= May Kennedy Goodridge =

Canadian suffragist and activist

May Kennedy (1876-1974) was a suffragist and activist in the Dominion of Newfoundland.

== Life ==
May Kennedy was born into a prosperous family in St. John's, Newfoundland, and educated at a convent school in Waterford, Ireland. As the last remaining child in the family, May Kennedy inherited a substantial fortune.
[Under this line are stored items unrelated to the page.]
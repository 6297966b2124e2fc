use serde::{Deserialize, Serialize};
use std::fmt;

/// Restricts the letters/numbers classifier to one label space.
#[derive(Serialize, Deserialize, Debug, Clone, Copy, PartialEq, Eq, Hash, Default)]
#[serde(rename_all = "lowercase")]
pub enum Mode {
    #[default]
    Letters,
    Numbers,
    Auto,
}

/// Which classifier the inference backend runs for a connection.
#[derive(Serialize, Deserialize, Debug, Clone, Copy, PartialEq, Eq, Hash, Default)]
#[serde(rename_all = "lowercase")]
pub enum Model {
    #[default]
    Letters,
    Gestures,
}

impl Mode {
    pub fn as_str(&self) -> &'static str {
        match self {
            Mode::Letters => "letters",
            Mode::Numbers => "numbers",
            Mode::Auto => "auto",
        }
    }
}

impl Model {
    pub fn as_str(&self) -> &'static str {
        match self {
            Model::Letters => "letters",
            Model::Gestures => "gestures",
        }
    }
}

impl fmt::Display for Mode {
    fn fmt(&self, f: &mut fmt::Formatter<'_>) -> fmt::Result {
        f.write_str(self.as_str())
    }
}

impl fmt::Display for Model {
    fn fmt(&self, f: &mut fmt::Formatter<'_>) -> fmt::Result {
        f.write_str(self.as_str())
    }
}

/// One entry of the ranked candidate list returned with each prediction.
#[derive(Serialize, Deserialize, Debug, Clone, PartialEq)]
pub struct LabelProb {
    #[serde(rename = "name")]
    pub label: String,
    #[serde(rename = "p")]
    pub prob: f32,
}

/// A decoded classification for one frame.
///
/// Produced fresh for every inbound result message and handed to listeners
/// immediately; nothing keeps these around.
#[derive(Debug, Clone, PartialEq)]
pub struct PredictionResult {
    pub top_label: Option<String>,
    pub confidence: Option<f32>,
    pub candidates: Vec<LabelProb>,
    pub motion_score: Option<f32>,
    pub hand_confidence: Option<f32>,
    pub feature_count: u32,
    /// `None` when the backend runs a model without a mode filter.
    pub mode: Option<Mode>,
    pub model: Model,
}

/// Raw gesture classifier indices and the vocabulary they stand for.
const GESTURE_NAMES: [&str; 21] = [
    "ALL DONE",
    "BALL",
    "BATH",
    "BOOK",
    "DAD",
    "DIAPER",
    "DOG",
    "DRINK",
    "EAT",
    "HELP",
    "HEY, KEEP IT PG!",
    "LOVE YOU",
    "MILK",
    "MOM",
    "MORE",
    "MUSIC",
    "PLAY",
    "PLEASE",
    "SLEEP",
    "SORRY",
    "THANK YOU",
];

/// Maps a raw gesture index such as `"14"` to its name. Unknown indices come
/// back unchanged.
pub fn gesture_name(raw: &str) -> &str {
    raw.trim()
        .parse::<usize>()
        .ok()
        .and_then(|idx| GESTURE_NAMES.get(idx).copied())
        .unwrap_or(raw)
}

/// Surfaces a wire label the way listeners expect to see it for `model`.
pub fn display_label(raw: &str, model: Model) -> String {
    match model {
        Model::Gestures => gesture_name(raw).to_string(),
        Model::Letters => raw.to_string(),
    }
}

impl PredictionResult {
    /// Rewrites the top label and every candidate through the gesture table
    /// when the result came from the gestures model.
    pub fn with_display_labels(mut self) -> Self {
        if self.model == Model::Gestures {
            self.top_label = self
                .top_label
                .map(|label| display_label(&label, Model::Gestures));
            for candidate in &mut self.candidates {
                candidate.label = display_label(&candidate.label, Model::Gestures);
            }
        }
        self
    }
}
She became active in the Newfoundland suffrage movement as a single woman, independently wealthy, but not allowed to vote.
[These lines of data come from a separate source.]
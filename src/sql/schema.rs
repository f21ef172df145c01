use std::collections::HashMap;

use serde::{Deserialize, Serialize};

use crate::{
    error::{Error, Result},
    sql::types::DataType,
};

/// Column schema definition
#[derive(Debug, Clone, PartialEq, Serialize, Deserialize)]
pub struct Column {
    pub name: String,
    pub datatype: DataType,
}

impl Column {
    pub fn new(name: impl Into<String>, datatype: DataType) -> Self {
        Self {
            name: name.into(),
            datatype,
        }
    }
}

/// Ordered column list of a table plus its name lookup
///
/// The lookup maps every column name to its position, so it is a bijection
/// onto `0..len()`. Both are fixed once the table is created.
#[derive(Debug, Clone, PartialEq)]
pub struct Schema {
    table: String,
    columns: Vec<Column>,
    index: HashMap<String, usize>,
}

impl Schema {
    /// Builds a schema, rejecting duplicate column names
    pub fn new(table: &str, columns: Vec<Column>) -> Result<Self> {
        let mut index = HashMap::with_capacity(columns.len());
        for (i, column) in columns.iter().enumerate() {
            if index.insert(column.name.clone(), i).is_some() {
                return Err(Error::DuplicateColumn {
                    table: table.to_string(),
                    column: column.name.clone(),
                });
            }
        }
        Ok(Self {
            table: table.to_string(),
            columns,
            index,
        })
    }

    pub fn len(&self) -> usize {
        self.columns.len()
    }

    pub fn is_empty(&self) -> bool {
        self.columns.is_empty()
    }

    pub fn column(&self, index: usize) -> &Column {
        &self.columns[index]
    }

    /// Returns the column index for a given column name
    pub fn get_col_index(&self, col_name: &str) -> Result<usize> {
        self.index
            .get(col_name)
            .copied()
            .ok_or_else(|| Error::UnknownColumn {
                table: self.table.clone(),
                column: col_name.to_string(),
            })
    }

    /// Declared type of the named column
    pub fn get_col_type(&self, col_name: &str) -> Result<DataType> {
        Ok(self.columns[self.get_col_index(col_name)?].datatype)
    }
}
Kennedy was active in the St. John's-based Ladies Reading Room and the Women's Patriotic Association (WPA). During WWI, Kennedy worked at the Navy and Military Convalescent Hospital, Waterford Hall in St. John's, as a member of the Voluntary Aid Detachment (VAD), providing nursing care to recovering soldiers. Many of the suffrage leaders sat on the committee of control for this hospital.

May Kennedy joined the Newfoundland Women's Franchise League at its founding meeting in 1920 and became Honorary Treasurer. She travelled to important international franchise meetings - Baltimore, Washington and Paris in particular - representing Newfoundland women for enfranchisement. In 1925, when women in Newfoundland achieved the right to vote, Kennedy, along with labour activist Julia Salter Earle and suffragist Fannie Knowling McNeil, ran for seats on St. John's city council. All were defeated, but gained many votes and established women's right to political office.

She married Thomas Goodridge late in her life and had no children.